Dr. Edward Beck couldn't help but notice the unending stream of comments critical of Israel coming from the so-called "New Left," so he decided it was time to push back.
Beck, a professor at Alvernia College in Pennsylvania, founded the nonprofit Scholars for Peace in the Middle East (SPME) in 2002 to challenge pervasive anti-Zionist attitudes in academia. Unlike other organizations with similar goals, however, SMPE is made up entirely of college professors from campuses all over the country.
Now, with the goal of "educating the educators," the group is holding a conference presenting opinions and papers that contradict postcolonial theory with regard to Israel. The conference runs from Oct. 29-31 at Case Western Reserve University.

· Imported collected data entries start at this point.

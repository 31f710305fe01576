//! HTTP gateway for the `serve` command.
//!
//! Sibling modules each export a subrouter; this module merges them and
//! attaches the shared [`AppState`] so `main.rs` only calls [`router`].

use std::sync::Arc;

use axum::Router;

use crate::pipeline::Pipeline;
use crate::store::SensorStore;

mod cron;
mod health;

// ---

/// State shared by every route.
#[derive(Clone)]
pub struct AppState {
    // ---
    pub store: Arc<dyn SensorStore>,
    pub pipeline: Arc<Pipeline>,
    /// Bearer token the cron routes require.
    pub cron_secret: Arc<str>,
}

pub fn router(state: AppState) -> Router {
    // ---
    Router::new()
        .merge(cron::router(state.clone()))
        .merge(health::router())
        .with_state(state)
}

Postcolonial theory, explains Beck, is the message that the Jewish state was modeled after the British Empire and that Israel has colonialist and expansionist tendencies. The idea has been promulgated by many prominent scholars, most notably the late Edward Said at Columbia University and Noam Chomsky at MIT.
"These guys have been writing and having conferences about this for 20 years," says Beck. "We've been so far behind, we've been caught with our pants down, so to speak."

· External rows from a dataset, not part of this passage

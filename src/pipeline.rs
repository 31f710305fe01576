//! The collection job: poll every eligible sensor once and persist its readings.
//!
//! Per sensor the steps are strictly sequential: fetch, parse, write, update
//! the circuit breaker, log health. Sensors run concurrently through the
//! [`ParallelCollector`].

use std::collections::HashSet;
use std::sync::Arc;
use std::time::Duration;

use anyhow::{anyhow, Context, Result};
use chrono::{DateTime, Utc};
use serde::Serialize;

use crate::circuit::CircuitBreaker;
use crate::collector::ParallelCollector;
use crate::config::Config;
use crate::error::SensorError;
use crate::models::{
    CircuitPhase, HealthLogEntry, RawReading, RegionalReading, Sensor, SensorStatus, UpsertAction,
};
use crate::retry::{RetryError, RetryHandler};
use crate::sensor::{
    parse_people_counting, parse_regional, CollectionWindow, Endpoint, LocalClock, SensorClient,
};
use crate::store::SensorStore;

// ---

/// Totals of one collection run.
#[derive(Debug, Clone, Default, PartialEq, Eq, Serialize)]
pub struct CollectionSummary {
    // ---
    /// Sensors considered (active plus offline recovery candidates).
    pub sensors: usize,
    /// Sensors the breaker kept closed off this run.
    pub skipped: usize,
    pub succeeded: usize,
    pub failed: usize,
    /// Raw rows newly inserted / overwritten.
    pub inserted: usize,
    pub updated: usize,
    /// Regional rows written.
    pub regional: usize,
}

/// What one sensor produced.
#[derive(Debug, Default)]
struct SensorReport {
    inserted: usize,
    updated: usize,
    regional: usize,
}

/// Readings pulled from one sensor, already converted to UTC.
struct Collected {
    raw: Vec<RawReading>,
    regional: Vec<RegionalReading>,
    elapsed: Duration,
}

pub struct Pipeline {
    store: Arc<dyn SensorStore>,
    client: SensorClient,
    breaker: CircuitBreaker,
    collector: ParallelCollector,
    lookback_hours: u32,
}

impl Pipeline {
    pub fn new(
        store: Arc<dyn SensorStore>,
        client: SensorClient,
        breaker: CircuitBreaker,
        collector: ParallelCollector,
        lookback_hours: u32,
    ) -> Self {
        Self {
            store,
            client,
            breaker,
            collector,
            lookback_hours,
        }
    }

    /// Wire a pipeline from configuration. Fails fast without sensor credentials.
    pub fn from_config(config: &Config, store: Arc<dyn SensorStore>) -> Result<Self> {
        // ---
        let auth = config.require_sensor_auth()?.clone();
        let client = SensorClient::new(
            auth,
            config.sensor_timeout,
            RetryHandler::new(config.retry.clone()),
        )
        .context("Failed to build sensor HTTP client")?;

        Ok(Self::new(
            store,
            client,
            CircuitBreaker::new(config.circuit.clone()),
            ParallelCollector::new(config.collector.clone()),
            config.lookback_hours,
        ))
    }

    /// Run one collection pass as of `now`.
    pub async fn collect(&self, now: DateTime<Utc>) -> Result<CollectionSummary> {
        // ---
        let mut sensors = self
            .store
            .get_active_sensors()
            .await
            .context("Failed to load active sensors")?;
        let offline = self
            .store
            .get_offline_sensors()
            .await
            .context("Failed to load offline sensors")?;

        let mut seen: HashSet<_> = sensors.iter().map(|s| s.sensor_id).collect();
        sensors.extend(offline.into_iter().filter(|s| seen.insert(s.sensor_id)));

        let mut summary = CollectionSummary {
            sensors: sensors.len(),
            ..CollectionSummary::default()
        };
        tracing::info!(sensors = sensors.len(), "Starting collection run");

        let mut work = Vec::with_capacity(sensors.len());
        for mut sensor in sensors {
            let decision = self.breaker.should_process(&sensor, now);
            if !decision.should_process {
                tracing::info!(sensor = %sensor.sensor_name, reason = %decision.reason, "Skipping sensor");
                summary.skipped += 1;
                continue;
            }

            if decision.state == CircuitPhase::HalfOpen {
                tracing::info!(sensor = %sensor.sensor_name, reason = %decision.reason, "Probing sensor");
                if let Err(e) = self.breaker.mark_trial(self.store.as_ref(), &mut sensor).await {
                    tracing::error!(sensor = %sensor.sensor_name, error = %e, "Failed to mark trial");
                }
            }
            work.push((sensor, decision.max_attempts));
        }

        let outcomes = self
            .collector
            .run(work, |(sensor, max_attempts)| {
                self.collect_sensor(sensor, max_attempts, now)
            })
            .await;

        for outcome in outcomes {
            let (sensor, _) = &outcome.item;
            match outcome.result {
                Ok(report) => {
                    summary.succeeded += 1;
                    summary.inserted += report.inserted;
                    summary.updated += report.updated;
                    summary.regional += report.regional;
                }
                Err(e) => {
                    tracing::error!(sensor = %sensor.sensor_name, error = %format!("{e:#}"), "Sensor collection failed");
                    summary.failed += 1;
                }
            }
        }

        tracing::info!(
            sensors = summary.sensors,
            skipped = summary.skipped,
            succeeded = summary.succeeded,
            failed = summary.failed,
            inserted = summary.inserted,
            updated = summary.updated,
            regional = summary.regional,
            "Collection run finished"
        );
        Ok(summary)
    }

    async fn collect_sensor(
        &self,
        sensor: Sensor,
        max_attempts: Option<u32>,
        now: DateTime<Utc>,
    ) -> Result<SensorReport> {
        // ---
        let store = self.store.as_ref();

        let collected = match self.fetch_and_parse(&sensor, max_attempts, now).await {
            Ok(c) => c,
            Err(e) => {
                let message = e.to_string();
                let status = match self.breaker.record_failure(store, &sensor, &message, now).await {
                    Ok(transition) => transition.update.status,
                    Err(persist) => {
                        tracing::error!(sensor = %sensor.sensor_name, error = %persist, "Failed to persist circuit state");
                        sensor.status
                    }
                };
                self.log_health(&sensor, status, None, 0, Some(message), now)
                    .await;
                return Err(anyhow!(e).context(format!("fetch from {} failed", sensor.sensor_name)));
            }
        };

        // The sensor answered, so the breaker closes even if the write below fails.
        if let Err(e) = self.breaker.record_success(store, &sensor, now).await {
            tracing::error!(sensor = %sensor.sensor_name, error = %e, "Failed to persist circuit state");
        }

        let written = self.write(&collected).await;
        let response_ms = Some(collected.elapsed.as_millis() as i64);
        let readings = collected.raw.len() as i64;

        match written {
            Ok(report) => {
                tracing::info!(
                    sensor = %sensor.sensor_name,
                    inserted = report.inserted,
                    updated = report.updated,
                    regional = report.regional,
                    "Sensor collected"
                );
                self.log_health(&sensor, SensorStatus::Online, response_ms, readings, None, now)
                    .await;
                Ok(report)
            }
            Err(e) => {
                let message = format!("{e:#}");
                self.log_health(
                    &sensor,
                    SensorStatus::Online,
                    response_ms,
                    readings,
                    Some(message),
                    now,
                )
                .await;
                Err(e.context(format!("writing readings of {} failed", sensor.sensor_name)))
            }
        }
    }

    async fn fetch_and_parse(
        &self,
        sensor: &Sensor,
        max_attempts: Option<u32>,
        now: DateTime<Utc>,
    ) -> std::result::Result<Collected, RetryError<SensorError>> {
        // ---
        let window = CollectionWindow::ending_at(now, sensor.timezone, self.lookback_hours);
        let local_now = now.with_timezone(&sensor.timezone).naive_local();

        let people = self
            .client
            .fetch(sensor, Endpoint::PeopleCounting, &window, max_attempts)
            .await?;
        let parsed = parse_people_counting(&people.body, local_now);
        if parsed.rows.is_empty() && parsed.skipped > 0 {
            return Err(RetryError::Fatal(SensorError::Payload(format!(
                "none of {} people-counting rows could be parsed",
                parsed.skipped
            ))));
        }

        let mut clock = LocalClock::new(sensor.timezone);
        let raw: Vec<RawReading> = parsed
            .rows
            .iter()
            .filter_map(|row| {
                let reading = row.to_reading(sensor, &mut clock);
                if reading.is_none() {
                    tracing::warn!(sensor = %sensor.sensor_name, start = %row.start, "Skipping row in a DST gap");
                }
                reading
            })
            .collect();

        let mut regional = Vec::new();
        let mut elapsed = people.elapsed;
        if sensor.sensor_type.has_regional_counts() {
            // Occupancy is secondary data: a failed export does not fail the sensor.
            match self
                .client
                .fetch(sensor, Endpoint::RegionalCounting, &window, max_attempts)
                .await
            {
                Ok(fetched) => {
                    elapsed += fetched.elapsed;
                    let mut clock = LocalClock::new(sensor.timezone);
                    regional = parse_regional(&fetched.body, local_now)
                        .rows
                        .iter()
                        .filter_map(|row| row.to_reading(sensor, &mut clock))
                        .collect();
                }
                Err(e) => {
                    tracing::warn!(sensor = %sensor.sensor_name, error = %e, "Regional export failed");
                }
            }
        }

        tracing::debug!(
            sensor = %sensor.sensor_name,
            raw = raw.len(),
            regional = regional.len(),
            skipped = parsed.skipped,
            future = parsed.future,
            "Parsed sensor exports"
        );

        Ok(Collected {
            raw,
            regional,
            elapsed,
        })
    }

    async fn write(&self, collected: &Collected) -> Result<SensorReport> {
        // ---
        let mut report = SensorReport::default();
        for reading in &collected.raw {
            match self.store.upsert_sensor_data(reading).await? {
                UpsertAction::Inserted => report.inserted += 1,
                UpsertAction::Updated => report.updated += 1,
            }
        }
        if !collected.regional.is_empty() {
            report.regional = self.store.upsert_regional_data(&collected.regional).await?;
        }
        Ok(report)
    }

    /// Best-effort health log entry.
    async fn log_health(
        &self,
        sensor: &Sensor,
        status: SensorStatus,
        response_time_ms: Option<i64>,
        readings_count: i64,
        error_message: Option<String>,
        now: DateTime<Utc>,
    ) {
        // ---
        let entry = HealthLogEntry {
            sensor_id: sensor.sensor_id,
            status,
            response_time_ms,
            readings_count,
            error_message,
            checked_at: now,
        };
        if let Err(e) = self.store.log_sensor_health(&entry).await {
            tracing::warn!(sensor = %sensor.sensor_name, error = %e, "Failed to write health log");
        }
    }
}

The postcolonial paradigm has been gaining more and more credence in the traditionally left-leaning academic community ever since the beginning of the second intifada five years ago, says Beck.

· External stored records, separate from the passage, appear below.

//! The root-domain origin family.
//!
//! Every service lives at `{scheme}://{service}.{root_domain}`; the root
//! origin itself is the homepage app. Anything else is foreign: it may not
//! issue calls, and components may not send requests to it.

use crate::error::SupervisorError;
use crate::types::{Origination, QualifiedPluginId, ServiceId, HOMEPAGE_APP, SUPERVISOR_SERVICE};
use url::Url;

#[derive(Debug, Clone, PartialEq, Eq)]
pub struct OriginFamily {
    scheme: String,
    root_domain: String,
}

impl OriginFamily {
    pub fn new(scheme: &str, root_domain: &str) -> Self {
        Self {
            scheme: scheme.to_string(),
            root_domain: root_domain.to_ascii_lowercase(),
        }
    }

    pub fn root_domain(&self) -> &str {
        &self.root_domain
    }

    pub fn root_origin(&self) -> String {
        format!("{}://{}", self.scheme, self.root_domain)
    }

    pub fn service_origin(&self, service: &str) -> String {
        format!("{}://{}.{}", self.scheme, service, self.root_domain)
    }

    pub fn supervisor_origin(&self) -> String {
        self.service_origin(SUPERVISOR_SERVICE)
    }

    /// Where the binary of a plugin is served from.
    pub fn plugin_url(&self, id: &QualifiedPluginId) -> String {
        format!("{}/{}.wasm", self.service_origin(id.service.as_str()), id.plugin)
    }

    /// `host[:port]` of a URL, lowercased.
    fn authority(url: &Url) -> Option<String> {
        let host = url.host_str()?.to_ascii_lowercase();
        Some(match url.port() {
            Some(port) => format!("{}:{}", host, port),
            None => host,
        })
    }

    /// Checks that `uri` points into the family; used for all egress.
    pub fn check(&self, uri: &str) -> Result<Url, SupervisorError> {
        let url = Url::parse(uri)
            .map_err(|e| SupervisorError::Network(format!("invalid url '{}': {}", uri, e)))?;
        if url.scheme() != self.scheme {
            return Err(SupervisorError::Network(format!(
                "scheme '{}' not allowed, expected '{}'",
                url.scheme(),
                self.scheme
            )));
        }
        let authority = Self::authority(&url)
            .ok_or_else(|| SupervisorError::Network(format!("url '{}' has no host", uri)))?;
        let in_family = authority == self.root_domain
            || authority.ends_with(&format!(".{}", self.root_domain));
        if !in_family {
            return Err(SupervisorError::Network(format!(
                "host '{}' is outside {}",
                authority, self.root_domain
            )));
        }
        Ok(url)
    }

    /// Derives the app of a caller origin.
    pub fn originate(&self, origin: &str) -> Result<Origination, SupervisorError> {
        let foreign =
            || SupervisorError::Validation(format!("origin '{}' is outside {}", origin, self.root_domain));
        let url = Url::parse(origin).map_err(|_| foreign())?;
        if url.scheme() != self.scheme {
            return Err(foreign());
        }
        let authority = Self::authority(&url).ok_or_else(foreign)?;
        let app = if authority == self.root_domain {
            HOMEPAGE_APP.to_string()
        } else {
            let label = authority
                .strip_suffix(&format!(".{}", self.root_domain))
                .ok_or_else(foreign)?;
            ServiceId::parse(label).map_err(|_| foreign())?.to_string()
        };
        Ok(Origination {
            app,
            origin: format!("{}://{}", url.scheme(), authority),
        })
    }
}

#[cfg(test)]
mod tests {
    use super::*;

    fn family() -> OriginFamily {
        OriginFamily::new("https", "psibase.test")
    }

    #[test]
    fn originate_maps_subdomains_to_apps() {
        let o = family().originate("https://accounts.psibase.test").unwrap();
        assert_eq!(o.app, "accounts");
        assert_eq!(o.origin, "https://accounts.psibase.test");

        let home = family().originate("https://psibase.test/").unwrap();
        assert_eq!(home.app, HOMEPAGE_APP);
    }

    #[test]
    fn originate_rejects_foreign_origins() {
        for origin in [
            "https://evil.example",
            "http://accounts.psibase.test",
            "https://a.b.psibase.test",
            "https://notpsibase.test",
            "not a url",
        ] {
            assert!(
                matches!(family().originate(origin), Err(SupervisorError::Validation(_))),
                "{origin}"
            );
        }
    }

    #[test]
    fn egress_is_limited_to_the_family() {
        let f = family();
        assert!(f.check("https://psibase.test/common/chainid").is_ok());
        assert!(f.check("https://tokens.psibase.test/api?x=1").is_ok());
        assert!(matches!(
            f.check("https://example.com/"),
            Err(SupervisorError::Network(_))
        ));
        assert!(f.check("https://psibase.test.example.com/").is_err());
        assert!(f.check("http://psibase.test/").is_err());
    }

    #[test]
    fn ports_are_part_of_the_root() {
        let f = OriginFamily::new("http", "psibase.localhost:8080");
        assert_eq!(f.originate("http://x.psibase.localhost:8080").unwrap().app, "x");
        assert!(f.originate("http://x.psibase.localhost").is_err());
        let id = "x:plugin".parse().unwrap();
        assert_eq!(f.plugin_url(&id), "http://x.psibase.localhost:8080/plugin.wasm");
    }
}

On September 17, 2002, Harvard President Lawrence Summers said, "....Where anti-Semitism and views that are profoundly anti-Israeli have traditionally been the primary preserve of poorly educated right-wing populists, profoundly anti-Israel views are increasingly finding support in progressive intellectual communities. Serious and thoughtful people are advocating and taking actions that are anti-Semitic in their effect if not their intent."
Earlier this year, students accused three Columbia University professors in the Middle Eastern studies department of anti-Semitic bias and intimidation. The university investigated and did not find evidence of bias, but the three professors have been given leaves of absence.
SMPE held an ad-hoc "teach-in" during the Columbia controversy that featured speakers like Alan Dershowitz and Natan Sharansky. The event was a success, but the group wanted to plan something bigger and more scholarly.
Rabbi Peter Haas, Abba Hillel Silver Professor of Jewish Studies at Case and an SMPE board member, offered the campus's facilities for a full-scale academic conference where scholars could present and defend papers.
The time was ripe for a conference, says Haas, especially when new voices have yet to emerge from academia. "The academic community falls more along the lines of Chomsky and Said. It's easy to get sucked into them because they are persuasive and articulate voices."
Twenty-one scholars from universities including Northwestern, McGill, Denver, Brandeis and The Unversity of London will present at the conference. Peers will critique each paper before it is placed into a volume for publication. The proceedings will also be recorded and eventually placed on the Internet, says Haas. Out-of-town participants in the conference will have meals and lodging provided for them through the support of the Jewish Community Federation.
Israeli native Gideon Shimoni, visiting Rosenthal Professor of Jewish Studies at Case, will present "Postcolonialism and the History of Zionism," while psychology professor Irwin Mansdorf will discuss "The Psychology of Post-Colonial Revisionism in the Arab World: An Analysis of ‘Occupation' and ‘Right of Return.'"
The four sections of the conference are titled "Theoretical Considerations," "Postcolonialism in Academia," "Postcolonialism and Islam," and "Postcolonialism, Palestine and Israel."
Most of the professors in SMPE are Jewish, but not all. Beck says he saw many of his Jewish colleagues "completely vilify Israel" after 2002, while he believes in defending the legitimacy of the Jewish state.
The conference will be "historic," notes Beck, in that it will "change the manner of thinking to be more critical and will separate academic analysis from propaganda. These papers are peer reviewed, discussed and debated. It's not just a think tank cranking out papers."
By the time the conference is over, SMPE hopes to have a balanced critique of the dominant theory. Haas, for one, is excited to be able to make a dent. "Non-academic organizations like Hillel and the Anti-Defamation League have done this before," he says, "but there have been no scholarly works dealing with them."